Peran Perempuan sebagai Pendengar dan Penenang dalam Hubungan

Banyak perempuan merasa bahwa mereka sering menjadi tempat curhat, penenang, bahkan pemberi solusi untuk pasangan. Jika kamu merasakan hal ini, kamu tidak sendirian. Studi yang diterbitkan dalam Journal of Marriage and Family pada tahun 2019 menunjukkan bahwa perempuan cenderung mengambil beban emosional yang lebih besar dalam hubungan, termasuk menjadi pendengar utama dan pengatur suasana hati pasangan. Artinya, peran sebagai “therapist” bukan hanya kebetulan, tetapi sering kali dilekatkan pada perempuan.

Fenomena ini membuat banyak orang bertanya-tanya: mengapa perempuan sering menjadi “therapist” bagi pasangannya? Apakah karena sifat alami perempuan yang lebih empatik, atau karena budaya yang menempatkan perempuan sebagai penjaga emosi dalam hubungan? Berikut beberapa sudut pandang yang bisa membantu menjawab pertanyaan ini.

Kecenderungan Empati yang Lebih Tinggi

Secara biologis, perempuan cenderung memiliki tingkat empati yang lebih tinggi dibanding laki-laki. Menurut penelitian yang diterbitkan dalam Journal of Neuroscience (Christov-Moore et al., 2014), otak perempuan menunjukkan aktivitas lebih besar di area yang berkaitan dengan empati dan pengenalan emosi. Hal ini membuat perempuan lebih peka terhadap perasaan pasangan dan mudah berperan sebagai pendengar yang suportif. Kemampuan ini sering kali menjadi dasar dari peran sebagai “therapist” dalam hubungan.

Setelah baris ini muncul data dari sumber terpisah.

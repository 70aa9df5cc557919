//! GTK4 embedding of the narrative chart.
//!
//! The widget is a `ScrolledWindow` around a `DrawingArea` sized to the
//! chart surface. Pointer controllers feed the engine, the draw callback
//! renders through the Cairo path, and playback ticks run on a
//! `glib::timeout_add_local` source that scrolls the cursor column into view.

use std::cell::RefCell;
use std::rc::Rc;

use gtk4 as gtk;
use gtk4::glib;
use gtk4::prelude::*;
use tracing::warn;

use crate::api::{NarrativeChartEngine, ScrollRequest};
use crate::core::SceneGraphSource;
use crate::error::ChartResult;
use crate::playback::TickSchedule;
use crate::render::{CairoContextRenderer, Renderer};

pub type SharedEngine<R> = Rc<RefCell<NarrativeChartEngine<R>>>;

type TimerSlot = Rc<RefCell<Option<glib::SourceId>>>;

pub struct NarrativeChartWidget<R>
where
    R: Renderer + CairoContextRenderer + 'static,
{
    engine: SharedEngine<R>,
    scrolled: gtk::ScrolledWindow,
    drawing_area: gtk::DrawingArea,
    timer: TimerSlot,
}

impl<R> NarrativeChartWidget<R>
where
    R: Renderer + CairoContextRenderer + 'static,
{
    #[must_use]
    pub fn new(engine: NarrativeChartEngine<R>) -> Self {
        let engine = Rc::new(RefCell::new(engine));
        let drawing_area = gtk::DrawingArea::new();
        let scrolled = gtk::ScrolledWindow::new();
        scrolled.set_hexpand(true);
        scrolled.set_vexpand(true);
        scrolled.set_child(Some(&drawing_area));

        let widget = Self {
            engine,
            scrolled,
            drawing_area,
            timer: Rc::new(RefCell::new(None)),
        };
        widget.sync_surface_size();
        widget.attach_draw_func();
        widget.attach_pointer_controllers();
        widget
    }

    /// Top-level widget to pack into a host container.
    #[must_use]
    pub fn widget(&self) -> &gtk::ScrolledWindow {
        &self.scrolled
    }

    #[must_use]
    pub fn drawing_area(&self) -> &gtk::DrawingArea {
        &self.drawing_area
    }

    #[must_use]
    pub fn engine(&self) -> SharedEngine<R> {
        Rc::clone(&self.engine)
    }

    pub fn load_scenes<S>(&self, source: &S) -> ChartResult<()>
    where
        S: SceneGraphSource + ?Sized,
    {
        let schedule = self.engine.borrow_mut().load_scenes(source)?;
        self.apply_schedule(schedule);
        self.sync_surface_size();
        self.drawing_area.queue_draw();
        Ok(())
    }

    pub fn play(&self) {
        let schedule = self.engine.borrow_mut().play();
        self.apply_schedule(schedule);
    }

    pub fn pause(&self) {
        let schedule = self.engine.borrow_mut().pause();
        self.apply_schedule(schedule);
    }

    pub fn stop(&self) {
        let schedule = self.engine.borrow_mut().stop();
        self.apply_schedule(schedule);
        self.scrolled.hadjustment().set_value(0.0);
    }

    pub fn set_rate(&self, rate_multiplier: f64) -> ChartResult<()> {
        self.engine.borrow_mut().set_rate(rate_multiplier)
    }

    pub fn set_grid_lines_visible(&self, visible: bool) {
        self.engine.borrow_mut().set_grid_lines_visible(visible);
        self.drawing_area.queue_draw();
    }

    pub fn set_arcs_visible(&self, visible: bool) {
        self.engine.borrow_mut().set_arcs_visible(visible);
        self.drawing_area.queue_draw();
    }

    fn sync_surface_size(&self) {
        let viewport = self.engine.borrow().surface_viewport();
        self.drawing_area
            .set_content_width(i32::try_from(viewport.width).unwrap_or(i32::MAX));
        self.drawing_area
            .set_content_height(i32::try_from(viewport.height).unwrap_or(i32::MAX));
    }

    fn apply_schedule(&self, schedule: TickSchedule) {
        apply_tick_schedule(
            schedule,
            &self.engine,
            &self.timer,
            &self.scrolled.hadjustment(),
        );
    }

    fn attach_draw_func(&self) {
        let engine = Rc::clone(&self.engine);
        self.drawing_area
            .set_draw_func(move |_widget, context, width, height| {
                if width <= 0 || height <= 0 {
                    return;
                }
                let Ok(mut chart) = engine.try_borrow_mut() else {
                    return;
                };
                if let Err(err) = chart.render_on_cairo_context(context) {
                    warn!(error = %err, "narrative chart draw failed");
                }
            });
    }

    fn attach_pointer_controllers(&self) {
        let motion = gtk::EventControllerMotion::new();
        {
            let engine = Rc::clone(&self.engine);
            let drawing_area = self.drawing_area.clone();
            motion.connect_motion(move |_, x, y| {
                if let Ok(mut chart) = engine.try_borrow_mut() {
                    chart.pointer_move(x, y);
                    if chart.has_pending_invalidation() {
                        drawing_area.queue_draw();
                    }
                }
            });
        }
        {
            let engine = Rc::clone(&self.engine);
            let drawing_area = self.drawing_area.clone();
            motion.connect_leave(move |_| {
                if let Ok(mut chart) = engine.try_borrow_mut() {
                    chart.pointer_leave();
                    if chart.has_pending_invalidation() {
                        drawing_area.queue_draw();
                    }
                }
            });
        }
        self.drawing_area.add_controller(motion);

        let click = gtk::GestureClick::new();
        {
            let engine = Rc::clone(&self.engine);
            let drawing_area = self.drawing_area.clone();
            click.connect_pressed(move |_, n_press, x, y| {
                if n_press != 2 {
                    return;
                }
                if let Ok(mut chart) = engine.try_borrow_mut() {
                    chart.double_click(x, y);
                    if chart.has_pending_invalidation() {
                        drawing_area.queue_draw();
                    }
                }
            });
        }
        self.drawing_area.add_controller(click);
    }
}

impl<R> Drop for NarrativeChartWidget<R>
where
    R: Renderer + CairoContextRenderer + 'static,
{
    fn drop(&mut self) {
        if let Some(source) = self.timer.borrow_mut().take() {
            source.remove();
        }
    }
}

fn apply_tick_schedule<R>(
    schedule: TickSchedule,
    engine: &SharedEngine<R>,
    timer: &TimerSlot,
    adjustment: &gtk::Adjustment,
) where
    R: Renderer + CairoContextRenderer + 'static,
{
    match schedule {
        TickSchedule::Unchanged => {}
        TickSchedule::Cancel => {
            if let Some(source) = timer.borrow_mut().take() {
                source.remove();
            }
        }
        TickSchedule::Start { interval } => {
            if let Some(source) = timer.borrow_mut().take() {
                source.remove();
            }
            let engine = Rc::clone(engine);
            let slot = Rc::clone(timer);
            let adjustment = adjustment.clone();
            let source = glib::timeout_add_local(interval, move || {
                let Ok(mut chart) = engine.try_borrow_mut() else {
                    return glib::ControlFlow::Continue;
                };
                match chart.tick() {
                    Some(request) => {
                        scroll_into_view(&adjustment, request);
                        glib::ControlFlow::Continue
                    }
                    None => {
                        // Returning `Break` removes the source.
                        slot.borrow_mut().take();
                        glib::ControlFlow::Break
                    }
                }
            });
            *timer.borrow_mut() = Some(source);
        }
    }
}

fn scroll_into_view(adjustment: &gtk::Adjustment, request: ScrollRequest) {
    let value = adjustment.value();
    let page = adjustment.page_size();
    if request.wrapped || request.column_left < value {
        adjustment.set_value(request.column_left.min(adjustment.upper() - page).max(0.0));
    } else if request.column_right > value + page {
        adjustment.set_value(request.column_right - page);
    }
}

Ekspektasi Sosial dan Budaya

Sejak kecil, perempuan sering diasuh untuk menjadi penyayang, sabar, dan pengertian. Nilai-nilai ini membuat perempuan terbiasa memposisikan diri sebagai “penjaga emosi” dalam hubungan. Studi dalam Gender & Society (2018) menunjukkan bahwa perempuan lebih sering diharapkan untuk mengelola kesejahteraan emosional keluarga dibanding laki-laki. Oleh karena itu, peran sebagai “therapist” sering kali bukan hanya pilihan pribadi, tetapi juga hasil dari konstruksi sosial yang telah ada sejak lama.

Pasangan Lebih Nyaman Buka Diri ke Perempuan

Laki-laki sering diajarkan untuk menekan emosi sejak kecil, sehingga sulit mengekspresikan kerentanan. Keberadaanmu sebagai pasangan yang aman membuat mereka akhirnya bisa terbuka. Studi dalam Journal of Men’s Studies (2015) menyebutkan bahwa banyak pria merasa lebih nyaman berbagi perasaan dengan pasangannya karena tidak takut dihakimi. Maka, wajar jika kamu sering menjadi tempat pelarian emosionalnya.

Naluri Perawatan dalam Hubungan

Naluri merawat bukan hanya berlaku pada anak, tapi juga pada pasangan. Ketika melihat pasangan stres atau tertekan, naluri ini secara otomatis membuatmu ingin menenangkan. Menurut Attachment Theory (Bowlby, 1988), ikatan emosional dalam hubungan romantis sering kali melibatkan salah satu pihak berperan sebagai “safe haven” bagi yang lain. Kamu mungkin mengambil peran ini tanpa sadar, karena rasa sayang mendorongmu untuk menjadi pendukung utama.

Risiko Burnout Emosional untuk Perempuan

Meski terdengar mulia, selalu menjadi “therapist” juga memiliki risiko. Kamu bisa mengalami kelelahan secara emosional. Studi dalam Journal of Marriage and Family (2019) menyoroti adanya “emotional labor gap” dalam hubungan heteroseksual, di mana perempuan lebih sering menanggung beban mendengarkan, menenangkan, dan merawat. Jika tidak diseimbangkan, hal ini bisa membuatmu merasa terbebani, terutama jika tidak didukung balik oleh pasangan. Oleh karena itu, penting untuk menjaga keseimbangan dalam hubungan agar tidak terjadi kelelahan emosional.